> **TASK ITEM**
Produce as output only the lines below starting at the line with "handle.abort();" and continuing through the line with "pub fn classify_system_prompt()", each one exactly as written.

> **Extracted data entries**
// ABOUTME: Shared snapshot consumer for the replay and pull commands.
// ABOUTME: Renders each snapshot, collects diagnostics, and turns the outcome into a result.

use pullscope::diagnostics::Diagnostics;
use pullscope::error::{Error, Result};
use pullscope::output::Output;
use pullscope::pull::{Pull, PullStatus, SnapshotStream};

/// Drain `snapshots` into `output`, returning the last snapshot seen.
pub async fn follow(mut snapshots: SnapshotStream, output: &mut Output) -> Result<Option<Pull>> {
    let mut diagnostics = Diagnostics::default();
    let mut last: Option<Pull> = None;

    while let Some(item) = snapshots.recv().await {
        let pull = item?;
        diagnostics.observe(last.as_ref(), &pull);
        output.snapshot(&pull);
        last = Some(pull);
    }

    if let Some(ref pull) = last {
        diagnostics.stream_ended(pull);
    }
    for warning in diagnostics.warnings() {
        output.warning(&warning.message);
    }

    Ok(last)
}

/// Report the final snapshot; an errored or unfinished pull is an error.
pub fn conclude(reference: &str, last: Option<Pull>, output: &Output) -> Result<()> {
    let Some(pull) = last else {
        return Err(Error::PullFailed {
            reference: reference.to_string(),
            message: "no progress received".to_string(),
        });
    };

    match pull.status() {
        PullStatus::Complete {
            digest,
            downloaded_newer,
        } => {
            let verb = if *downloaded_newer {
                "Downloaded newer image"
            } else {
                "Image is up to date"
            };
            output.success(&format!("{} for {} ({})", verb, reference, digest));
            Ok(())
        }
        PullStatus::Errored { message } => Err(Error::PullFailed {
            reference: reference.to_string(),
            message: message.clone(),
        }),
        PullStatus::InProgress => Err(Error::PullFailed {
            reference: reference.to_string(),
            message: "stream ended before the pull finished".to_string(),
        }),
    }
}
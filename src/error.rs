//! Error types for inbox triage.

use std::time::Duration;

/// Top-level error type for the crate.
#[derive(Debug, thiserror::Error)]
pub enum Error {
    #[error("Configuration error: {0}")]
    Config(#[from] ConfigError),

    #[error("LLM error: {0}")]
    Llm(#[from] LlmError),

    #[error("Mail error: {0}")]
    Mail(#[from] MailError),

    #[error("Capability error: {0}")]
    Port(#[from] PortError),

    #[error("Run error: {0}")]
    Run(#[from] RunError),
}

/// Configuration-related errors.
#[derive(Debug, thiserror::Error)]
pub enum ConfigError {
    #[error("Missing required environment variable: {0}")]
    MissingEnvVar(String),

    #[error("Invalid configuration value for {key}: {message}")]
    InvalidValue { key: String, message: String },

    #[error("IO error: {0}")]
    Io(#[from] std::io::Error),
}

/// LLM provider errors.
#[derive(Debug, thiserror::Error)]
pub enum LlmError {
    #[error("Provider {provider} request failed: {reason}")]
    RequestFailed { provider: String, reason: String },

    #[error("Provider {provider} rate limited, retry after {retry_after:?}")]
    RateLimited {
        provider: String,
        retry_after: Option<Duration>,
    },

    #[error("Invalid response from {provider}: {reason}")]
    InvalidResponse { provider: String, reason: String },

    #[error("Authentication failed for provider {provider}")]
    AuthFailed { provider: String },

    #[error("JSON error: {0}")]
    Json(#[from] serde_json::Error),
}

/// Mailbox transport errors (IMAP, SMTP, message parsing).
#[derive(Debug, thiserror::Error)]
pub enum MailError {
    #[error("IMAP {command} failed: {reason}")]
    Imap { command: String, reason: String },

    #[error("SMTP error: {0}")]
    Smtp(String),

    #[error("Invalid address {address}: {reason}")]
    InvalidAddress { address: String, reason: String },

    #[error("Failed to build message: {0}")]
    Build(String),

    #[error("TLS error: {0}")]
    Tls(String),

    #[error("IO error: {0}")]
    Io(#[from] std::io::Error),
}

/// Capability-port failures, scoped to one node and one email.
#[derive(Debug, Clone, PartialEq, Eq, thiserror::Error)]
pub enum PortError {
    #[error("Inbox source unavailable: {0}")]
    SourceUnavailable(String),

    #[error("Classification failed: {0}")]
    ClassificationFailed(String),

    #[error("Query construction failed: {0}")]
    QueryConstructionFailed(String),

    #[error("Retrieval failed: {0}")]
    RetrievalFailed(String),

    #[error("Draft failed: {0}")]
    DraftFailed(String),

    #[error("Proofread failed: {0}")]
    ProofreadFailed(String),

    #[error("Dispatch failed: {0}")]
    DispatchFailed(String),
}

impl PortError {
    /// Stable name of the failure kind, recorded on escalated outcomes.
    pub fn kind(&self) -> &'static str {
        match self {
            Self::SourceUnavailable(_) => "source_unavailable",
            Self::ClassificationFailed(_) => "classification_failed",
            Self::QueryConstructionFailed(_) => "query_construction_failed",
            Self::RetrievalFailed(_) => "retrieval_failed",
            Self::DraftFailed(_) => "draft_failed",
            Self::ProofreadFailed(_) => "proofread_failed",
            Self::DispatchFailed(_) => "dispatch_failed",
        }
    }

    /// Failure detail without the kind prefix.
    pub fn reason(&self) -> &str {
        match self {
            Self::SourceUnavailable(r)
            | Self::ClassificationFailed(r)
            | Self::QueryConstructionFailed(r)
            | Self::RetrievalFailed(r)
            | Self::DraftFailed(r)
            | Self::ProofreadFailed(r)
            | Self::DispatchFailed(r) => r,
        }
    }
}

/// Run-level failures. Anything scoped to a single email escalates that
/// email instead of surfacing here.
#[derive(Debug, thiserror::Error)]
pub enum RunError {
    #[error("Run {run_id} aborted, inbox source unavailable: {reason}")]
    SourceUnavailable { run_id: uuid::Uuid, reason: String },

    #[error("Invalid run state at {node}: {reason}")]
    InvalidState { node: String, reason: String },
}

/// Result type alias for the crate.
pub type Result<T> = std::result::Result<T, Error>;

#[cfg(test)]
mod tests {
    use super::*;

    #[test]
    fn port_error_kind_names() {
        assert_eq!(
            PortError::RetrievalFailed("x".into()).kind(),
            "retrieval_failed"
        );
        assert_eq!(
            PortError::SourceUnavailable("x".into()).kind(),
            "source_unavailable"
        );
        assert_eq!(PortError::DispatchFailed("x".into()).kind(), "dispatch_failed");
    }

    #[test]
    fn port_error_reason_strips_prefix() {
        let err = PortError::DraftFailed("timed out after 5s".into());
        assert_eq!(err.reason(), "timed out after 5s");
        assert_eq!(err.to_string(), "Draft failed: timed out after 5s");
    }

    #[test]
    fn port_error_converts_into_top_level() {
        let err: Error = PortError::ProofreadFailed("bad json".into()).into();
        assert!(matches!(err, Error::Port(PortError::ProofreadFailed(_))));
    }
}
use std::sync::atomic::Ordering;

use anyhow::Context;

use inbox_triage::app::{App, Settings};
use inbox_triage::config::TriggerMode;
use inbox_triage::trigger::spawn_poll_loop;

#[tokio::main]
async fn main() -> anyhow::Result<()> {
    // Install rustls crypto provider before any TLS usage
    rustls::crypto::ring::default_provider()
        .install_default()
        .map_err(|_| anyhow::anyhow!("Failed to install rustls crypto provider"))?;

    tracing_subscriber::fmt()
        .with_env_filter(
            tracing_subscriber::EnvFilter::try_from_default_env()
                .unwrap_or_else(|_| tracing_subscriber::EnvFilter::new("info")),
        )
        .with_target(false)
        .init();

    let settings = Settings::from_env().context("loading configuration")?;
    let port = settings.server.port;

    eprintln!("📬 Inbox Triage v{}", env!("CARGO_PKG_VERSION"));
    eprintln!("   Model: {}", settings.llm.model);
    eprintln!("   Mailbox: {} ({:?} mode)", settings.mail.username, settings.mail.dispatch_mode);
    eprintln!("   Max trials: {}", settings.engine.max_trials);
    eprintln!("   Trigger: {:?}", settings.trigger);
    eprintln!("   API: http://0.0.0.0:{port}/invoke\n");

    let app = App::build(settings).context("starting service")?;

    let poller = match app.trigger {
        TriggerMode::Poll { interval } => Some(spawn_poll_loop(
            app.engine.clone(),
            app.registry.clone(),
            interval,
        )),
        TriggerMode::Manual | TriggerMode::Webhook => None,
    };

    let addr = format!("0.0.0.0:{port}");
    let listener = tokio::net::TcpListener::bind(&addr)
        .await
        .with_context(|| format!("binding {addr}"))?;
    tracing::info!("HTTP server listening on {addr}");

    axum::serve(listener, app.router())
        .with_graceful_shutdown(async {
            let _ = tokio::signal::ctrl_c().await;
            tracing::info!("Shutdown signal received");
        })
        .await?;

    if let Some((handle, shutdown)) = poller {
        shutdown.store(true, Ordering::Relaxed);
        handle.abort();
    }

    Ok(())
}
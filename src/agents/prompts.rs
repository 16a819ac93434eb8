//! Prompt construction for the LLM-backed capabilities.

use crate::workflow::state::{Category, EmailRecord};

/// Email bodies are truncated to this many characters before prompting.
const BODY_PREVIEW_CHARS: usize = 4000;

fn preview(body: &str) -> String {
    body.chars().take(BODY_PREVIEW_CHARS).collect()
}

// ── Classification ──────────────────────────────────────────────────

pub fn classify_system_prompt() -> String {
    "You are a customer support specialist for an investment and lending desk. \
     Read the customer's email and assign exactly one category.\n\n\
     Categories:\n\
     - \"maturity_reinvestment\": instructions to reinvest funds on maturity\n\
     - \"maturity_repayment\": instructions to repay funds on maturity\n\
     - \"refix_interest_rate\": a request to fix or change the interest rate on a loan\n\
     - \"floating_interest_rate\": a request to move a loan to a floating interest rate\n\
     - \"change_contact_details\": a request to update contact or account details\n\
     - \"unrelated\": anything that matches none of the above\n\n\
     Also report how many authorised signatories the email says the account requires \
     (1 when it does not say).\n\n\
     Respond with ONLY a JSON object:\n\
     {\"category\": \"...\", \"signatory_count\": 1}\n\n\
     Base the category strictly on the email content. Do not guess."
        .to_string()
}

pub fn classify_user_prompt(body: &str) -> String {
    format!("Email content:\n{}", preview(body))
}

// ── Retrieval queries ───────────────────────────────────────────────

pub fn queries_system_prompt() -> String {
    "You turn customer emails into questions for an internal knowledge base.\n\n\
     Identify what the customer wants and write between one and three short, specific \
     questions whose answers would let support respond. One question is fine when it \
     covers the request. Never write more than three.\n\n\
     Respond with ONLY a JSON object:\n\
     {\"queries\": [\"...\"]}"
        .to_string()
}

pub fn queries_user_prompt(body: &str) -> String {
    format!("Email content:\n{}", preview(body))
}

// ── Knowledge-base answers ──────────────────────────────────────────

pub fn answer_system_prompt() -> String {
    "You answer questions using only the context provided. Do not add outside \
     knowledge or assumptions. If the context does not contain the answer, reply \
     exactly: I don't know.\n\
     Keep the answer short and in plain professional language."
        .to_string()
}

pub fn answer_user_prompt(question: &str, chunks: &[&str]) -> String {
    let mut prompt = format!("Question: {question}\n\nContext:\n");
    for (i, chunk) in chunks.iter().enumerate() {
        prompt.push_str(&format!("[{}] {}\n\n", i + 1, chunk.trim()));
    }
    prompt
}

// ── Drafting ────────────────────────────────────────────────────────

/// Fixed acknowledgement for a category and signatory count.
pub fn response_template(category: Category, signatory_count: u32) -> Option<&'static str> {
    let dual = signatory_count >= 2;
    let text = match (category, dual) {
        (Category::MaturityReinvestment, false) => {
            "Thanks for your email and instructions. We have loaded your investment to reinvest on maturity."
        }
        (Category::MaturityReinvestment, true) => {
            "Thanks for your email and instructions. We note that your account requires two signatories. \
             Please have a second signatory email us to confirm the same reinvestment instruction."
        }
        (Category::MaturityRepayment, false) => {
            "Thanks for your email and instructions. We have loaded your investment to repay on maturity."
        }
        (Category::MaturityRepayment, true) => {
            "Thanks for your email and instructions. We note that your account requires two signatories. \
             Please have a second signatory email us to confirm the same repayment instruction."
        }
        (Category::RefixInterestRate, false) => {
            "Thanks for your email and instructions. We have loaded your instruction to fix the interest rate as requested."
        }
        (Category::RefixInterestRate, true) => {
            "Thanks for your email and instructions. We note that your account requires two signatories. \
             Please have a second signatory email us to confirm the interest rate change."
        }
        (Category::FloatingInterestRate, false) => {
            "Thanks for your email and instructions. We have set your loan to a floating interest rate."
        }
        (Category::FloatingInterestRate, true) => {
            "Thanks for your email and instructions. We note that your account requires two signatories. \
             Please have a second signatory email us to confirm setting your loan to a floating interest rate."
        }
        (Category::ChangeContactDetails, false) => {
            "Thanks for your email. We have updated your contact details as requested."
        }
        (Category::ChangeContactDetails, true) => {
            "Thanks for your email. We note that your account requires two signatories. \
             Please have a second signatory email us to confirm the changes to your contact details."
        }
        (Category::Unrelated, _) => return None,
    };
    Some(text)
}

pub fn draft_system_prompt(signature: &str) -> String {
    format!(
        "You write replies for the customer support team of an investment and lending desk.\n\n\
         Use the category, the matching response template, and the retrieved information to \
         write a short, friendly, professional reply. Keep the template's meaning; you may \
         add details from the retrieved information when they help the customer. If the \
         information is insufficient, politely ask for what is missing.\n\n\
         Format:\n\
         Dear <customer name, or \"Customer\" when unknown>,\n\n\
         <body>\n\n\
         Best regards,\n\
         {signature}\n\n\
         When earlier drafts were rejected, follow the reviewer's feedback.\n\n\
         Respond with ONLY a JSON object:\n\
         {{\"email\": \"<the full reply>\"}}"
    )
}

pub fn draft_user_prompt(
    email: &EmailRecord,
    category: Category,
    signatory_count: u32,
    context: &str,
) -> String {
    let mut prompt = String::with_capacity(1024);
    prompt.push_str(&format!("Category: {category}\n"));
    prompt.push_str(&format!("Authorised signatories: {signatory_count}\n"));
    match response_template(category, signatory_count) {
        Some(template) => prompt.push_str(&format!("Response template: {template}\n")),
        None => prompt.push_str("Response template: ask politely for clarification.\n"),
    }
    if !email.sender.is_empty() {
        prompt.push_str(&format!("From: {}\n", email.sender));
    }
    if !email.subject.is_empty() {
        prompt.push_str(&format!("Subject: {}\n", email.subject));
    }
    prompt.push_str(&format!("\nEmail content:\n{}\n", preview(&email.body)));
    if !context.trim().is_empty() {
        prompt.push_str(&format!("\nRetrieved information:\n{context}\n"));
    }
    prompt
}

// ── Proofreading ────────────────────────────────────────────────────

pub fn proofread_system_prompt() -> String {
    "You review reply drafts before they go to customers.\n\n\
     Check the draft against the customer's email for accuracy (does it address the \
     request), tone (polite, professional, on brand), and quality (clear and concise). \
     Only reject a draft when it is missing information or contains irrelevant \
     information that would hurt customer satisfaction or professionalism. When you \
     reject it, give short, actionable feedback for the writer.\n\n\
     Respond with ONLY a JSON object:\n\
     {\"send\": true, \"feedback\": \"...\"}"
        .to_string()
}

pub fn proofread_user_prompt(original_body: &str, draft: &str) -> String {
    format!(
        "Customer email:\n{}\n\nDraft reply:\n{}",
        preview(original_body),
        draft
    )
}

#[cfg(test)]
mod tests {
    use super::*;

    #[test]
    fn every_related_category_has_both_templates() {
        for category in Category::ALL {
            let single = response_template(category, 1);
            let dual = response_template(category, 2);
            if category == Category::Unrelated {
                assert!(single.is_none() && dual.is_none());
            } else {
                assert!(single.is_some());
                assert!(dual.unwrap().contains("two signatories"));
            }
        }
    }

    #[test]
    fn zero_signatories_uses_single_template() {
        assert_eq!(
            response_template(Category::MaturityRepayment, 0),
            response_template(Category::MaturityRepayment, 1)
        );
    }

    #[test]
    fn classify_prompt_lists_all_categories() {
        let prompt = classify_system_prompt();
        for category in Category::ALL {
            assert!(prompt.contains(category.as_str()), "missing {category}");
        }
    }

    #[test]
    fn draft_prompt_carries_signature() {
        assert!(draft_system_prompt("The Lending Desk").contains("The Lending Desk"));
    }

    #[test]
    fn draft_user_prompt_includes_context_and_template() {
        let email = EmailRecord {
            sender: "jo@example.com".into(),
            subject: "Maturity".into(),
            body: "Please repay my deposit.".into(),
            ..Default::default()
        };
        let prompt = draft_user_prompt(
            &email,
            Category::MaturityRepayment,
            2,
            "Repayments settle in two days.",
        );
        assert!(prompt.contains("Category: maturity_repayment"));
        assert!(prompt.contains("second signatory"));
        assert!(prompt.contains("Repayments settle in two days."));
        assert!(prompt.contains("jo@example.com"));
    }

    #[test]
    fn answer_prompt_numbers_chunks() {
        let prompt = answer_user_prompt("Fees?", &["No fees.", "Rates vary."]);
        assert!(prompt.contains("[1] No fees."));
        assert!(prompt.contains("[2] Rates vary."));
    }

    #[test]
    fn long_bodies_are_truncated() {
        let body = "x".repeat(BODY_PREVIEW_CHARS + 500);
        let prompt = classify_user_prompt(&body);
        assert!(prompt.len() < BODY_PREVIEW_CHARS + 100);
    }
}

> **ANSWER**
        handle.abort();
    }

    Ok(())
}
filename src/agents/prompts.rs
repository 16a819ac93434eb8
//! Prompt construction for the LLM-backed capabilities.

use crate::workflow::state::{Category, EmailRecord};

/// Email bodies are truncated to this many characters before prompting.
const BODY_PREVIEW_CHARS: usize = 4000;

fn preview(body: &str) -> String {
    body.chars().take(BODY_PREVIEW_CHARS).collect()
}

// ── Classification ──────────────────────────────────────────────────

pub fn classify_system_prompt() -> String {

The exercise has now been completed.